浸礼
浸礼とは洗礼と異なり、神への献身の象徴で、神との密接な良い関係を求める願いを表明すること。浸礼と訳されるギリシャ語のバプティスマは、『浸す』という意味の動詞バプトーから派生した語である。
浸礼の意義
マタイ28章19,20節には「行って、すべての国の人々を弟子とし、父と子と聖霊との名において彼らにバプテスマを施し、わたしがあなた方に命令した事柄すべてを守り行うように教えなさい」とある。

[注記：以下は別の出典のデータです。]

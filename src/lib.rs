pub mod crypto;
pub mod error;
pub mod handshake;
pub mod protocol;

pub use error::{HandshakeError, Result};
pub use handshake::{
    EstablishedSession, FinishDriver, FinishedProcessor, FinishedProcessorBuilder,
    NegotiatedParams,
};
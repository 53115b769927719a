use super::{FinishedProcessor, NegotiatedParams};
use crate::crypto::keys::KeyScheduler;
use crate::crypto::verify_data::VerifyDataScheme;
use crate::error::{HandshakeError, Result};
use crate::protocol::flight::PendingMessages;
use crate::protocol::state::Ready;
use crate::protocol::transcript::TranscriptHasher;
use std::marker::PhantomData;
use tracing::debug;

/// Marker type for a missing field in the builder.
///
/// 用于在构建器中标记缺失字段的类型。
#[derive(Debug)]
pub struct Missing;

/// A builder for creating a `FinishedProcessor` in the `Ready` state.
///
/// `build` only exists once the parameters, the transcript and the key
/// scheduler have all been supplied.
///
/// 用于创建处于 `Ready` 状态的 `FinishedProcessor` 的构建器。
///
/// 只有在提供了参数、握手记录和密钥调度器之后，`build` 才可用。
#[derive(Debug)]
pub struct FinishedProcessorBuilder<P, T, K> {
    params: P,
    transcript: T,
    scheduler: K,
    pending: PendingMessages,
}

impl FinishedProcessorBuilder<Missing, Missing, Missing> {
    pub fn new() -> Self {
        Self {
            params: Missing,
            transcript: Missing,
            scheduler: Missing,
            pending: PendingMessages::new(),
        }
    }
}

impl Default for FinishedProcessorBuilder<Missing, Missing, Missing> {
    fn default() -> Self {
        Self::new()
    }
}

impl<P, T, K> FinishedProcessorBuilder<P, T, K> {
    /// Sets the negotiated parameters.
    ///
    /// 设置已协商的参数。
    pub fn params(self, params: NegotiatedParams) -> FinishedProcessorBuilder<NegotiatedParams, T, K> {
        FinishedProcessorBuilder {
            params,
            transcript: self.transcript,
            scheduler: self.scheduler,
            pending: self.pending,
        }
    }

    /// Sets the transcript holding every handshake message before the
    /// Finished messages.
    ///
    /// 设置包含 Finished 之前所有握手消息的握手记录。
    pub fn transcript<T2: TranscriptHasher>(self, transcript: T2) -> FinishedProcessorBuilder<P, T2, K> {
        FinishedProcessorBuilder {
            params: self.params,
            transcript,
            scheduler: self.scheduler,
            pending: self.pending,
        }
    }

    /// Sets the key scheduler.
    ///
    /// 设置密钥调度器。
    pub fn key_scheduler<K2: KeyScheduler>(self, scheduler: K2) -> FinishedProcessorBuilder<P, T, K2> {
        FinishedProcessorBuilder {
            params: self.params,
            transcript: self.transcript,
            scheduler,
            pending: self.pending,
        }
    }

    /// Prerequisites still outstanding when the processor starts.
    pub fn pending(mut self, pending: PendingMessages) -> Self {
        self.pending = pending;
        self
    }
}

impl<T: TranscriptHasher, K: KeyScheduler> FinishedProcessorBuilder<NegotiatedParams, T, K> {
    /// Builds the `FinishedProcessor`.
    ///
    /// Fails before any cryptographic work when the version, the suite and
    /// the transcript hash do not belong together.
    ///
    /// 构建 `FinishedProcessor`。
    ///
    /// 当版本、密码套件与握手记录哈希不匹配时，在任何密码运算之前返回错误。
    pub fn build(self) -> Result<FinishedProcessor<Ready, T, K>> {
        let params = self.params;
        let scheme = VerifyDataScheme::for_version(params.version)?;
        params.validate()?;

        let expected_digest_len = if params.version.uses_legacy_transcript() {
            16 + 20
        } else {
            params.cipher_suite.info().hash_length
        };
        let digest_len = self.transcript.digest().len();
        if digest_len != expected_digest_len {
            return Err(HandshakeError::configuration(format!(
                "transcript digest is {digest_len} bytes, {} with {:?} needs {expected_digest_len}",
                params.version, params.cipher_suite
            )));
        }

        debug!(
            role = %params.role,
            version = %params.version,
            suite = ?params.cipher_suite,
            phase = ?params.phase,
            "Finished processor ready"
        );

        Ok(FinishedProcessor {
            state: PhantomData,
            params,
            scheme,
            transcript: self.transcript,
            scheduler: self.scheduler,
            pending: self.pending,
            peer_cipher_spec_changed: false,
            client_verify_data: None,
            server_verify_data: None,
            application_context: None,
            exporter_master_secret: None,
            resumption_master_secret: None,
        })
    }
}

イエスはこの言葉を使徒たちに語られたのだから、これが幼児洗礼をさしていないことは明らかである。バプテスマ(浸礼)に、神の言葉に関する理解と、啓示された神のご意志を行なうために自らを差し出すという理性的な決定が必要であることは、西暦33年のペンテコステの日に明らかになった。その場に集まっていたユダヤ人と改宗者たちは、すでにヘブライ語聖書に関する知識を持っており、ペテロがメシアなるイエスについて話すのを聞いた結果、3,000人が「彼の言葉を心から受け入れ」、「バプテスマを受け(た)」。(使徒 2:41; 3:19‐4:4; 10:34‐38)ユダヤ教への改宗者で、篤信の人だったエチオピアの宦官も、そのような人として神と旧約聖書に関する知識を持っていた。彼はそれらの聖句がキリストに成就したことをまず聞いて受け入れ、それからバプテスマを受けることを望んだ。(使徒 8:34‐36)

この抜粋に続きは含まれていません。